In that spirit, in October, 2011 BWC hosted a debate that included Rebecca Vilkomerson, director of Jewish Voice for Peace, a rapidly-growing organization which, on account of its positions on boycott and divestment, was included in 2013 on the Anti-Defamation League’s list of “Top 10 anti-Israel Groups in America.”
Joining the debate were the former director of the New England chapter of the American Jewish Committee, and Leibel Fein, representing himself. Leibel found himself staking out what was really a middle ground in the debate, expressing a Zionist’s unashamed love for Israel and its right to exist, combined with an unapologetic critique of those policies – like the continuing, oppressive and corrupting occupation – that he believed betrayed Israel’s aspiration to be a just and democratic homeland for the Jewish people. This was vintage Leibel Fein.

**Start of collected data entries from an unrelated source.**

pub mod tfl_client;
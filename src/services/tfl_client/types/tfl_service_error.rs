use reqwest::StatusCode;
use thiserror::Error;

#[derive(Debug, Error)]
pub enum TflServiceError {
    #[error("Failed to send request: {0}")]
    Request(#[from] reqwest::Error),

    #[error("Unexpected status code: {0}")]
    Status(StatusCode),

    #[error("Failed to parse response body: {0}")]
    InvalidJson(#[from] serde_json::Error),

    #[error("Failed to fetch data from {url} after {attempts} retries: {source}")]
    RetriesExhausted {
        url: String,
        attempts: u32,
        source: Box<TflServiceError>,
    },
}
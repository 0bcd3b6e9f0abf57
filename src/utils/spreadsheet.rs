use std::path::{Path, PathBuf};

use rust_xlsxwriter::{Workbook, XlsxError};
use thiserror::Error;

use crate::types::station_row::StationRow;

pub const STATION_COLUMNS: [&str; 4] = ["stop_id", "station", "lat", "lon"];

#[derive(Debug, Error)]
pub enum SpreadsheetError {
    #[error("Failed to fill worksheet: {0}")]
    Worksheet(#[from] XlsxError),

    #[error("Failed to save {}: {source}", .path.display())]
    Save { path: PathBuf, source: XlsxError },
}

/// Writes the rows to an xlsx file at `path`, replacing any existing file.
/// The first row holds the column names. Missing coordinates are left blank.
pub fn write_station_rows(path: &Path, rows: &[StationRow]) -> Result<(), SpreadsheetError> {
    let mut workbook = Workbook::new();
    let worksheet = workbook.add_worksheet();

    for (col, name) in STATION_COLUMNS.iter().enumerate() {
        worksheet.write_string(0, col as u16, *name)?;
    }

    for (index, row) in rows.iter().enumerate() {
        let line = index as u32 + 1;

        worksheet.write_string(line, 0, &row.stop_id)?;
        worksheet.write_string(line, 1, &row.station)?;
        if let Some(lat) = row.lat {
            worksheet.write_number(line, 2, lat)?;
        }
        if let Some(lon) = row.lon {
            worksheet.write_number(line, 3, lon)?;
        }
    }

    workbook.save(path).map_err(|source| SpreadsheetError::Save {
        path: path.to_path_buf(),
        source,
    })
}
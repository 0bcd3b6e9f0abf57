use serde_json::Value;

use crate::{
    services::tfl_client::types::tfl_stop_point::TflStopPoint, types::station_row::StationRow,
};

/// Returns the StopPoint records of a TfL response, which is either a bare
/// array or an object carrying a `stopPoints` array.
pub fn stop_point_records(response: &Value) -> &[Value] {
    match response {
        Value::Array(records) => records,
        Value::Object(body) => body
            .get("stopPoints")
            .and_then(Value::as_array)
            .map(Vec::as_slice)
            .unwrap_or_default(),
        _ => &[],
    }
}

/// One row per underground station, in response order.
pub fn extract_station_rows(response: &Value) -> Vec<StationRow> {
    stop_point_records(response)
        .iter()
        .filter_map(TflStopPoint::from_json)
        .filter(TflStopPoint::is_metro_station)
        .map(StationRow::from)
        .collect()
}

#[cfg(test)]
mod tests {
    #![allow(non_snake_case)]
    use serde::Serialize;
    use serde_json::json;

    use crate::types::station_row::{strip_station_suffix, STATION_NAME_SUFFIX};

    use super::*;

    #[derive(Serialize)]
    struct TflStopPointsResponse {
        stopPoints: Vec<TflStopPoint>,
    }

    fn stop(id: &str, stop_type: &str, name: &str) -> TflStopPoint {
        TflStopPoint {
            naptanId: Some(id.to_string()),
            stopType: Some(stop_type.to_string()),
            commonName: Some(name.to_string()),
            lat: Some(51.5),
            lon: Some(-0.1),
            ..Default::default()
        }
    }

    #[test]
    fn keeps_only_metro_stations_in_order() {
        let response = serde_json::to_value(vec![
            stop("940GZZLUBST", "NaptanMetroStation", "Baker Street Underground Station"),
            stop("490G00005678", "NaptanPublicBusCoachTram", "Baker Street Station"),
            stop("940GZZLUACT", "NaptanMetroStation", "Acton Town Underground Station"),
            stop("9400ZZLUBST1", "NaptanMetroEntrance", "Baker Street Underground Station"),
            stop("940GZZLUWLO", "NaptanMetroStation", "Waterloo Underground Station"),
        ])
        .unwrap();

        let rows = extract_station_rows(&response);

        let ids: Vec<&str> = rows.iter().map(|r| r.stop_id.as_str()).collect();
        assert_eq!(ids, vec!["940GZZLUBST", "940GZZLUACT", "940GZZLUWLO"]);
        let names: Vec<&str> = rows.iter().map(|r| r.station.as_str()).collect();
        assert_eq!(names, vec!["Baker Street", "Acton Town", "Waterloo"]);
    }

    #[test]
    fn reads_stop_points_response_object() {
        let response = serde_json::to_value(TflStopPointsResponse {
            stopPoints: vec![
                stop("940GZZLUBNK", "NaptanMetroStation", "Bank Underground Station"),
                stop("HUBBAN", "TransportInterchange", "Bank"),
            ],
        })
        .unwrap();

        let rows = extract_station_rows(&response);

        assert_eq!(
            rows,
            vec![StationRow {
                stop_id: "940GZZLUBNK".to_string(),
                station: "Bank".to_string(),
                lat: Some(51.5),
                lon: Some(-0.1),
            }]
        );
    }

    #[test]
    fn station_names_never_keep_suffix() {
        let response = json!([
            { "naptanId": "a", "stopType": "NaptanMetroStation", "commonName": "Bank Underground Station" },
            { "naptanId": "b", "stopType": "NaptanMetroStation", "commonName": "Paddington (H&C Line)-Underground" },
            { "naptanId": "c", "stopType": "NaptanMetroStation", "commonName": "Underground Station Road" },
            { "naptanId": "d", "stopType": "NaptanMetroStation", "commonName": " Underground Station Underground Station" }
        ]);

        let rows = extract_station_rows(&response);

        assert_eq!(rows.len(), 4);
        assert_eq!(rows[0].station, "Bank");
        assert_eq!(rows[1].station, "Paddington (H&C Line)-Underground");
        assert_eq!(rows[2].station, "Underground Station Road");
        assert_eq!(rows[3].station, "");
        assert!(rows
            .iter()
            .all(|r| !r.station.ends_with(STATION_NAME_SUFFIX)));
    }

    #[test]
    fn missing_fields_are_best_effort() {
        let response = json!([
            { "id": "940GZZLUEUS", "stopType": "NaptanMetroStation" },
            { "stopType": "NaptanMetroStation", "commonName": "Euston Underground Station", "lat": "n/a" },
            { "commonName": "No Type Underground Station" },
            "NaptanMetroStation",
            null
        ]);

        let rows = extract_station_rows(&response);

        assert_eq!(rows.len(), 2);
        assert_eq!(rows[0].stop_id, "940GZZLUEUS");
        assert_eq!(rows[0].station, "");
        assert_eq!(rows[1].stop_id, "");
        assert_eq!(rows[1].station, "Euston");
        assert_eq!(rows[1].lat, None);
    }

    #[test]
    fn unexpected_shapes_yield_no_rows() {
        assert!(extract_station_rows(&json!([])).is_empty());
        assert!(extract_station_rows(&json!({ "stopPoints": "none" })).is_empty());
        assert!(extract_station_rows(&json!({ "message": "rate limited" })).is_empty());
        assert!(extract_station_rows(&json!(42)).is_empty());
    }

    #[test]
    fn suffix_only_stripped_at_end() {
        assert_eq!(strip_station_suffix("Oval Underground Station"), "Oval");
        assert_eq!(strip_station_suffix("Oval"), "Oval");
        assert_eq!(
            strip_station_suffix("Oval Underground Station Underground Station"),
            "Oval"
        );
        assert_eq!(strip_station_suffix("Underground Station"), "Underground Station");
    }
}
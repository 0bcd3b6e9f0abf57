pub mod tfl_service_error;
pub mod tfl_stop_point;
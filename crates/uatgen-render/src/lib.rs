//! # uatgen render
//!
//! Turns [`ModuleSuite`](uatgen_core::ModuleSuite)s into documents. A run
//! writes, into one dated directory:
//!
//! ```text
//! 01-project-info.<ext>
//! 02-users.<ext>
//! 03-available-modules.<ext>
//! 05-module-<first>.<ext>
//! 06-module-<second>.<ext>
//! ...
//! ```

pub mod error;
pub mod json;
pub mod markdown;
pub mod presentation;
pub mod project;
pub mod writer;

pub use error::RenderError;
pub use json::JsonPresentation;
pub use markdown::MarkdownPresentation;
pub use presentation::{OutputFormat, Presentation, module_file_name};
pub use project::{ProjectInfo, UserRecord, load_users};
pub use writer::{DocumentWriter, GeneratedDocs, dated_directory};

Two years later, Leibel took a big step.
In August of 2013, in his column in The Forward, he publicly called for a boycott of Ariel, the Jewish enclave that juts into the West Bank 10 miles beyond the Green Line. Specifically, he cautioned American Jews who visit Israel to stay away from the city, to “treat it as an offense against peace.”
Having mentioned approvingly a number of other boycotts in recent history, some successful, he continued: “[W]e cannot dismiss calls for a boycott of products made in the territories Israel occupies as inherently wicked, nor for that matter can we automatically condemn Israelis or tourists for boycotting the West Bank itself. Ariel is not the issue; conscience is the issue. Conscience, and the chance to be effective.”
Again, this was Leibel being Leibel. Loving Israel, but speaking truth to the Jewish institutional world when he saw it reticent to open its eyes wide enough, seeking justice where it was needed, offering hope when it was in short supply.
I’m privileged to have known him. His voice and his heart are already sorely missed.
The author is an attorney and was president of Boston Workmen’s Circle from 2007-2013.